Vision

By terra.ufsc

For this competition, vision software related to the tasks of detecting the gate, path markers, buoys and characters were implemented. Both traditional vision libraries (OpenCV) and deep learning were used to perform the tasks. The idea of ​​using OpenCV [1] was intended to reduce the use of neural networks for the identification of certain competition objects, considering that we have at our disposal a board with limited processing power for the task of neural networks.
To improve the quality and contrast of the images obtained from the simulator, some techniques were used, such as contrast limited adaptive histogram equalization (CLAHE) [2] and Gamma correction. These filters helped to remove the effect of greening and turbidity of the water. In Appendix X, images with and without filters for enhancements can be seen.
In the gate detection, image segmentation tools were used from the HSV mode, in addition to other filtering tools, as well as contour extraction tools. After extracting the contours and approximating them by rectangles, the central coordinate of this object is mapped at each instant of time. The relative sizes of each of the legs are also verified to check the angulation of the AUV regarding the gate. In Appendix Y, an image showing the detection of the gate during the test can be seen, as well as a flowchart illustrating the process of controlling the AUV during the step of passing through the gate.
For pool bottom markers, the contours of this object are extracted, and the angulation of this object relative to the horizontal is checked. That way, the AUV can orient itself to the next task.

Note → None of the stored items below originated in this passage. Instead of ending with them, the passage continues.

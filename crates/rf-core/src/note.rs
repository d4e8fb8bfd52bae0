//! MIDI note model
//!
//! Notes live inside the MIDI content of a region; their positions are in
//! beats relative to the region start.

use serde::{Deserialize, Serialize};

use crate::NoteId;

/// Highest valid MIDI pitch/velocity
pub const MIDI_MAX: u8 = 127;

/// A note inside a MIDI region
#[derive(Debug, Clone, PartialEq, Serialize, Deserialize)]
#[serde(rename_all = "camelCase")]
pub struct Note {
    pub id: NoteId,
    /// MIDI pitch (0-127)
    pub pitch: u8,
    /// MIDI velocity (0-127)
    pub velocity: u8,
    /// Start in beats, relative to the region
    #[serde(default)]
    pub start: f64,
    /// Gate length in beats
    pub duration: f64,
    #[serde(default = "default_enabled")]
    pub enabled: bool,
}

fn default_enabled() -> bool {
    true
}

impl Note {
    pub fn new(id: NoteId, pitch: u8, velocity: u8, start: f64, duration: f64) -> Self {
        Self {
            id,
            pitch: pitch.min(MIDI_MAX),
            velocity: velocity.min(MIDI_MAX),
            start,
            duration,
            enabled: true,
        }
    }

    /// End position in beats (relative to the region)
    pub fn end(&self) -> f64 {
        self.start + self.duration
    }

    pub fn apply(&mut self, update: &NoteUpdate) {
        if let Some(pitch) = update.pitch {
            self.pitch = pitch.min(MIDI_MAX);
        }
        if let Some(velocity) = update.velocity {
            self.velocity = velocity.min(MIDI_MAX);
        }
        if let Some(start) = update.start {
            self.start = start.max(0.0);
        }
        if let Some(duration) = update.duration {
            self.duration = duration.max(0.0);
        }
        if let Some(enabled) = update.enabled {
            self.enabled = enabled;
        }
    }
}

/// Partial note update
#[derive(Debug, Clone, Default, PartialEq, Serialize, Deserialize)]
#[serde(rename_all = "camelCase")]
pub struct NoteUpdate {
    #[serde(default, skip_serializing_if = "Option::is_none")]
    pub pitch: Option<u8>,
    #[serde(default, skip_serializing_if = "Option::is_none")]
    pub velocity: Option<u8>,
    #[serde(default, skip_serializing_if = "Option::is_none")]
    pub start: Option<f64>,
    #[serde(default, skip_serializing_if = "Option::is_none")]
    pub duration: Option<f64>,
    #[serde(default, skip_serializing_if = "Option::is_none")]
    pub enabled: Option<bool>,
}

impl NoteUpdate {
    /// Shallow merge: fields set in `newer` win
    pub fn merge(&mut self, newer: NoteUpdate) {
        if newer.pitch.is_some() {
            self.pitch = newer.pitch;
        }
        if newer.velocity.is_some() {
            self.velocity = newer.velocity;
        }
        if newer.start.is_some() {
            self.start = newer.start;
        }
        if newer.duration.is_some() {
            self.duration = newer.duration;
        }
        if newer.enabled.is_some() {
            self.enabled = newer.enabled;
        }
    }

    /// Clamp pitch/velocity into MIDI range before sending
    pub fn clamped(mut self) -> Self {
        self.pitch = self.pitch.map(|p| p.min(MIDI_MAX));
        self.velocity = self.velocity.map(|v| v.min(MIDI_MAX));
        self
    }
}

#[cfg(test)]
mod tests {
    use super::*;

    #[test]
    fn test_note_clamps_midi_range() {
        let note = Note::new(NoteId::new("n1"), 200, 130, 0.0, 1.0);
        assert_eq!(note.pitch, 127);
        assert_eq!(note.velocity, 127);
        assert_eq!(note.end(), 1.0);
    }

    #[test]
    fn test_apply_update() {
        let mut note = Note::new(NoteId::new("n1"), 60, 100, 0.0, 1.0);
        note.apply(&NoteUpdate {
            pitch: Some(64),
            start: Some(-1.0),
            enabled: Some(false),
            ..Default::default()
        });
        assert_eq!(note.pitch, 64);
        assert_eq!(note.start, 0.0);
        assert!(!note.enabled);
        assert_eq!(note.velocity, 100);
    }

    #[test]
    fn test_clamped_update() {
        let update = NoteUpdate {
            pitch: Some(255),
            ..Default::default()
        }
        .clamped();
        assert_eq!(update.pitch, Some(127));
    }
}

As for the detections of the characters fixed on the portal and the buoys, a deep learning solution was used. This solution was chosen due to the greater complexity of these tasks. Thus, using traditional vision tools for these cases would bring many difficulties and the solution obtained would not be very robust.
Images of the simulated environment of Transdec in Unity were used as a basis for the team's dataset, since we were unable to perform vision tests with the AUV in person. After collecting the dataset, the image annotation process was also carried out.
Subsequently, studies began on possible models of convolutional neural networks that could be used, taking into account the hardware resources available to the team. Three models were studied and tested, namely: Yolo-v3 Tiny, SSD MobileNet and Faster R-CNN (from the Detecto library). After the tests were performed, it was noticed that the most accurate model was the one from the Detecto library. However, the neural network size was too large, and our board would not be able to load the model into its memory to perform the inferences.
Therefore, it was decided to use another model, less precise but lighter and with faster inferences. Both Yolo-v3 Tiny and SSD-Mobilenet had these characteristics, however it was noticed that the model trained with the SSD architecture was performing more accurately and with faster detections than the Yolo architecture.


With that in mind, SSD Mobilenet architecture neural network [3] was chosen for the competition, used from the TensorFlow object detection API [4], in order to obtain a reasonable precision with greater speed in the detections, considering the existing hardware for the team.
Based on the performed tests in the Unity simulation environment, it was possible to verify that the chosen model presented good detection results. It was noticed that the model worked very satisfactorily for medium and large objects in relation to the image size, but for small objects, the model faces some difficulties, even though it manages to perform the detections. However, by performing the detections of these smaller objects (gate characters) only in regions closer to the portal, the instability of the detections was overcome. Appendix Z shows image objects being detected in the simulator images inside the Transdec environment.